Arbeitskonferenz für Existenzgeld

1500 Mark und nicht mehr

Außer Hilflosigkeit lassen Phrasen wie die von "einer ambivalenten Forderung in einer widersprüchlichen Zeit" kaum etwas erahnen. Als Politikansatz taugen sie so wenig wie für den Beginn einer gesellschaftlichen Diskussion.

Dennoch scheinen auch die OrganisatorInnen der "Arbeitskonferenz für Existenzgeld und eine radikale Arbeitszeitverkürzung", die am letzten Wochenende in Berlin tagte, sich genau diese Maxime zu eigen gemacht zu haben.

Warum die Chance, die Forderung nach einem Existenzgeld von 1 500 Mark plus Warmmiete offensiv im öffentlichen Raum zu plazieren, von den 500 europäischen TeilnehmerInnen nicht genutzt wurde? Weil drei Viertel der Zeit für das Hervorbringen alter Einwände und das Suhlen in den eigenen Ambivalenzen vertan wurde. Die Frauenforscherin Brigitte Young konnte so zwar in bester universitärer Manier alle Vor- und Nachteile der Forderung referieren. Und sicher hat auch die Frauengruppe "Der Glanz der Metropole" recht, wenn sie darauf hinweist, daß mit einem Existenzgeld keines der Probleme geschlechtsspezifischer Arbeitsteilung gelöst ist. Aber ist das zur Zeit irgendwo anders? Und hatte überhaupt jemand für diese Strukturen argumentiert?

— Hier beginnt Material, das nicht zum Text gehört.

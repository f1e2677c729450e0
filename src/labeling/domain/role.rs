//! Project and task roles, their levels, and per-role progress counters.

use super::{
    LabelTask, LabelingDomainError, ParseEnumError, ProjectId, ReviewAction, RoleKey,
    StatusCounts, TaskId, TaskRoleId, User, UserId, WorkflowConfig,
};
use chrono::{DateTime, Utc};
use mockable::Clock;
use serde::{Deserialize, Serialize};
use std::fmt;

/// Every role a user can hold in a project.
#[derive(Debug, Clone, Copy, PartialEq, Eq, PartialOrd, Ord, Hash, Serialize, Deserialize)]
#[serde(rename_all = "snake_case")]
pub enum RoleKind {
    /// Created the project and accepts its result.
    Owner,
    /// Operates the project: initializes it, assigns leaders, runs task QA.
    Manager,
    /// Leads the labelers of a task.
    LabelLeader,
    /// Leads the reviewers of a task.
    ReviewLeader,
    /// Labels the images of a task.
    Labeler,
    /// Reviews the labels of a task.
    Reviewer,
}

impl RoleKind {
    /// All role kinds, highest permission first.
    pub const ALL: [Self; 6] = [
        Self::Owner,
        Self::Manager,
        Self::LabelLeader,
        Self::ReviewLeader,
        Self::Labeler,
        Self::Reviewer,
    ];

    /// Returns the canonical storage representation.
    #[must_use]
    pub const fn as_str(self) -> &'static str {
        match self {
            Self::Owner => "owner",
            Self::Manager => "manager",
            Self::LabelLeader => "label_leader",
            Self::ReviewLeader => "review_leader",
            Self::Labeler => "labeler",
            Self::Reviewer => "reviewer",
        }
    }

    /// Permission level; a smaller number means a higher level.
    #[must_use]
    pub const fn level(self) -> u8 {
        match self {
            Self::Owner => 0,
            Self::Manager => 1,
            Self::LabelLeader => 2,
            Self::ReviewLeader => 3,
            Self::Labeler => 4,
            Self::Reviewer => 5,
        }
    }

    /// Returns the task-bonded counterpart, or `None` for project-scoped roles.
    #[must_use]
    pub const fn task_bonded(self) -> Option<TaskRoleKind> {
        match self {
            Self::Owner | Self::Manager => None,
            Self::LabelLeader => Some(TaskRoleKind::LabelLeader),
            Self::ReviewLeader => Some(TaskRoleKind::ReviewLeader),
            Self::Labeler => Some(TaskRoleKind::Labeler),
            Self::Reviewer => Some(TaskRoleKind::Reviewer),
        }
    }

    /// Returns the task-bonded counterpart or a validation error.
    ///
    /// # Errors
    ///
    /// Returns [`LabelingDomainError::RoleNotTaskBonded`] for owner and manager.
    pub const fn require_task_bonded(self) -> Result<TaskRoleKind, LabelingDomainError> {
        match self.task_bonded() {
            Some(kind) => Ok(kind),
            None => Err(LabelingDomainError::RoleNotTaskBonded(self)),
        }
    }

    /// Returns `true` for roles at or above leader level.
    #[must_use]
    pub const fn is_gte_leader(self) -> bool {
        matches!(
            self,
            Self::Owner | Self::Manager | Self::LabelLeader | Self::ReviewLeader
        )
    }

    /// Returns `true` for roles above leader level.
    #[must_use]
    pub const fn is_gt_leader(self) -> bool {
        matches!(self, Self::Owner | Self::Manager)
    }
}

impl fmt::Display for RoleKind {
    fn fmt(&self, f: &mut fmt::Formatter<'_>) -> fmt::Result {
        f.write_str(self.as_str())
    }
}

impl TryFrom<&str> for RoleKind {
    type Error = ParseEnumError;

    fn try_from(value: &str) -> Result<Self, Self::Error> {
        let normalized = value.trim().to_ascii_lowercase();
        Self::ALL
            .into_iter()
            .find(|kind| kind.as_str() == normalized)
            .ok_or_else(|| ParseEnumError::new("role", value))
    }
}

/// Roles that are scoped to a single task.
#[derive(Debug, Clone, Copy, PartialEq, Eq, PartialOrd, Ord, Hash, Serialize, Deserialize)]
#[serde(rename_all = "snake_case")]
pub enum TaskRoleKind {
    /// Singleton labeling supervisor.
    LabelLeader,
    /// Singleton review supervisor.
    ReviewLeader,
    /// One of `label_times` labelers.
    Labeler,
    /// One of `review_times` reviewers.
    Reviewer,
}

impl TaskRoleKind {
    /// Returns the project-wide role kind.
    #[must_use]
    pub const fn role_kind(self) -> RoleKind {
        match self {
            Self::LabelLeader => RoleKind::LabelLeader,
            Self::ReviewLeader => RoleKind::ReviewLeader,
            Self::Labeler => RoleKind::Labeler,
            Self::Reviewer => RoleKind::Reviewer,
        }
    }

    /// Returns `true` for the two leader kinds.
    #[must_use]
    pub const fn is_leader(self) -> bool {
        matches!(self, Self::LabelLeader | Self::ReviewLeader)
    }

    /// Returns `true` for labelers and reviewers.
    #[must_use]
    pub const fn is_worker(self) -> bool {
        !self.is_leader()
    }

    /// Returns `true` for kinds that only exist when review is enabled.
    #[must_use]
    pub const fn is_review_kind(self) -> bool {
        matches!(self, Self::ReviewLeader | Self::Reviewer)
    }

    /// Permission level of the project-wide kind.
    #[must_use]
    pub const fn level(self) -> u8 {
        self.role_kind().level()
    }
}

impl From<TaskRoleKind> for RoleKind {
    fn from(kind: TaskRoleKind) -> Self {
        kind.role_kind()
    }
}

impl fmt::Display for TaskRoleKind {
    fn fmt(&self, f: &mut fmt::Formatter<'_>) -> fmt::Result {
        f.write_str(self.role_kind().as_str())
    }
}

/// Checks the size of a user batch for a task-bonded role.
///
/// # Errors
///
/// Returns a validation error when a leader batch is not exactly one user,
/// when a review role is requested with review disabled, or when a worker
/// batch does not match `label_times` / `review_times`.
pub fn validate_role_batch(
    config: &WorkflowConfig,
    kind: TaskRoleKind,
    count: usize,
) -> Result<(), LabelingDomainError> {
    if kind.is_leader() && count != 1 {
        return Err(LabelingDomainError::LeaderCountMismatch {
            kind: kind.role_kind(),
            actual: count,
        });
    }
    if kind.is_review_kind() && !config.review_enabled() {
        return Err(LabelingDomainError::ReviewDisabled(kind.role_kind()));
    }
    let expected = match kind {
        TaskRoleKind::Labeler => Some(config.label_times()),
        TaskRoleKind::Reviewer => Some(config.review_times()),
        TaskRoleKind::LabelLeader | TaskRoleKind::ReviewLeader => None,
    };
    match expected {
        Some(required) if u32::try_from(count).ok() != Some(required) => {
            Err(LabelingDomainError::WorkerCountMismatch {
                kind: kind.role_kind(),
                expected: required,
                actual: count,
            })
        }
        _ => Ok(()),
    }
}

/// Counters describing the work remaining in a role slot.
///
/// They belong to the slot, not the person, and move to the replacement
/// when a role is transferred.
#[derive(Debug, Clone, Copy, Default, PartialEq, Eq, Serialize, Deserialize)]
pub struct TaskProgress {
    /// Images still waiting for a label.
    pub label_num_waiting: u64,
    /// Images waiting for review.
    pub review_num_waiting: u64,
    /// Images rejected in review.
    pub review_num_rejected: u64,
    /// Images accepted in review.
    pub review_num_accepted: u64,
    /// No image is waiting for a label or rejected.
    pub label_completed: bool,
    /// Review is disabled, or every image of the task is accepted.
    pub review_completed: bool,
}

impl TaskProgress {
    /// Progress of a role that has not touched any of `num_total` images.
    #[must_use]
    pub const fn starting(num_total: u64) -> Self {
        Self {
            label_num_waiting: num_total,
            review_num_waiting: 0,
            review_num_rejected: 0,
            review_num_accepted: 0,
            label_completed: false,
            review_completed: false,
        }
    }

    /// Derives progress from per-status image counts.
    #[must_use]
    pub const fn from_counts(counts: StatusCounts, num_total: u64, review_enabled: bool) -> Self {
        Self {
            label_num_waiting: counts.labeling,
            review_num_waiting: counts.reviewing,
            review_num_rejected: counts.rejected,
            review_num_accepted: counts.accepted,
            label_completed: counts.labeling == 0 && counts.rejected == 0,
            review_completed: !review_enabled || counts.accepted == num_total,
        }
    }

    /// Returns `true` when both completion flags are set.
    #[must_use]
    pub const fn is_complete(&self) -> bool {
        self.label_completed && self.review_completed
    }
}

/// Contribution history of the person holding a role.
///
/// A replacement starts from zero; the replaced role keeps its history.
#[derive(Debug, Clone, Copy, Default, PartialEq, Eq, Serialize, Deserialize)]
pub struct Contribution {
    /// Label submissions made through this role.
    pub labels_submitted: u64,
    /// Review submissions made through this role.
    pub reviews_submitted: u64,
    /// Reviews that accepted a label.
    pub reviews_accepted: u64,
    /// Reviews that rejected a label.
    pub reviews_rejected: u64,
}

/// A task-bonded role held by one user.
#[derive(Debug, Clone, PartialEq, Eq, Serialize, Deserialize)]
pub struct TaskRole {
    id: TaskRoleId,
    project_id: ProjectId,
    task_id: TaskId,
    user_id: UserId,
    user_name: String,
    kind: TaskRoleKind,
    is_active: bool,
    progress: TaskProgress,
    contribution: Contribution,
    created_at: DateTime<Utc>,
    updated_at: DateTime<Utc>,
}

impl TaskRole {
    /// Creates an active role on `task` with every image waiting for a label.
    #[must_use]
    pub fn new(task: &LabelTask, user: &User, kind: TaskRoleKind, clock: &impl Clock) -> Self {
        let timestamp = clock.utc();
        Self {
            id: TaskRoleId::new(),
            project_id: task.project_id(),
            task_id: task.id(),
            user_id: user.id(),
            user_name: user.name().to_owned(),
            kind,
            is_active: true,
            progress: TaskProgress::starting(task.num_total()),
            contribution: Contribution::default(),
            created_at: timestamp,
            updated_at: timestamp,
        }
    }

    /// Returns the role identifier.
    #[must_use]
    pub const fn id(&self) -> TaskRoleId {
        self.id
    }

    /// Returns the owning project.
    #[must_use]
    pub const fn project_id(&self) -> ProjectId {
        self.project_id
    }

    /// Returns the owning task.
    #[must_use]
    pub const fn task_id(&self) -> TaskId {
        self.task_id
    }

    /// Returns the user holding the role.
    #[must_use]
    pub const fn user_id(&self) -> UserId {
        self.user_id
    }

    /// Returns the display name of the user holding the role.
    #[must_use]
    pub fn user_name(&self) -> &str {
        &self.user_name
    }

    /// Returns the role kind.
    #[must_use]
    pub const fn kind(&self) -> TaskRoleKind {
        self.kind
    }

    /// Returns whether the role is currently held.
    #[must_use]
    pub const fn is_active(&self) -> bool {
        self.is_active
    }

    /// Returns the task-progress counters.
    #[must_use]
    pub const fn progress(&self) -> TaskProgress {
        self.progress
    }

    /// Returns the user-bonded contribution counters.
    #[must_use]
    pub const fn contribution(&self) -> Contribution {
        self.contribution
    }

    /// Returns the creation timestamp.
    #[must_use]
    pub const fn created_at(&self) -> DateTime<Utc> {
        self.created_at
    }

    /// Returns the latest modification timestamp.
    #[must_use]
    pub const fn updated_at(&self) -> DateTime<Utc> {
        self.updated_at
    }

    /// Key of this role in an image's role-status map.
    #[must_use]
    pub const fn role_key(&self) -> RoleKey {
        RoleKey::new(self.kind, self.user_id)
    }

    /// Takes over the task-progress counters of the role being replaced.
    pub fn inherit_progress(&mut self, previous: &Self, clock: &impl Clock) {
        self.progress = previous.progress;
        self.touch(clock);
    }

    /// Soft-deletes the role, keeping its history.
    pub fn deactivate(&mut self, clock: &impl Clock) {
        self.is_active = false;
        self.touch(clock);
    }

    /// Stores freshly aggregated progress.
    pub fn record_progress(&mut self, progress: TaskProgress, clock: &impl Clock) {
        self.progress = progress;
        self.touch(clock);
    }

    /// Counts one label submission.
    pub fn record_label(&mut self, clock: &impl Clock) {
        self.contribution.labels_submitted += 1;
        self.touch(clock);
    }

    /// Counts one review submission.
    pub fn record_review(&mut self, action: ReviewAction, clock: &impl Clock) {
        self.contribution.reviews_submitted += 1;
        match action {
            ReviewAction::Accept => self.contribution.reviews_accepted += 1,
            ReviewAction::Reject => self.contribution.reviews_rejected += 1,
        }
        self.touch(clock);
    }

    fn touch(&mut self, clock: &impl Clock) {
        self.updated_at = clock.utc();
    }
}

/// A project-scoped role grant.
#[derive(Debug, Clone, PartialEq, Eq, Serialize, Deserialize)]
pub struct ProjectRole {
    /// The project the grant belongs to.
    pub project_id: ProjectId,
    /// The user holding the grant.
    pub user_id: UserId,
    /// The granted role.
    pub kind: RoleKind,
    /// When the grant was made.
    pub granted_at: DateTime<Utc>,
}

impl ProjectRole {
    /// Creates a grant stamped with the current clock time.
    #[must_use]
    pub fn new(project_id: ProjectId, user_id: UserId, kind: RoleKind, clock: &impl Clock) -> Self {
        Self {
            project_id,
            user_id,
            kind,
            granted_at: clock.utc(),
        }
    }
}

Da wirkte die Vertreterin der Bundesarbeitsgemeinschaft der Sozialhilfeinitiativen noch richtig erfrischend, die, trotz nicht ganz so geschliffener Redeweise, ein utopisches Finanzierungsmodell vorstellte: Alle, vom Kleinkind bis zum Manager, sollten 1 500 Mark plus Warmmiete erhalten und alle müßten vom dann zusätzlich Verdienten fünfzig Prozent in den Umverteilungstopf abliefern - "take half".

Daß nicht alles, was die Herrschenden mit ihren Gesetzen beabsichtigen, auch eins zu eins so eintritt, geisterte als neueste Erkenntnis durch die Tagungsräume. Und das, wo doch gerade im Bereich der Sozialleistungen so etwas wie ein Klassenkampf im Stillen stattfindet - in der Form nämlich, daß die Erwerbslosen die zur Disziplinierung und Ruhigstellung gedachten Gelder nutzen, um sich ein "schönes Leben" jenseits der Arbeitsgesellschaft zu machen. Warum sonst müßten sich die Sozialtechnokraten denn immer wieder neue Gesetze ausdenken, um die Arbeitsverweigerer aufzuschrecken?

Der Forderung nach einem Existenzgeld von 1 500 Mark plus Warmmiete für alle stand an diesem Wochenende kein anderer Entwurf gegenüber. So daß man nicht umhin kam, in ihr den zur Zeit immer noch brauchbarsten Vorschlag zu entdecken, um sozialrevolutionär in der Gesellschaft zu intervenieren.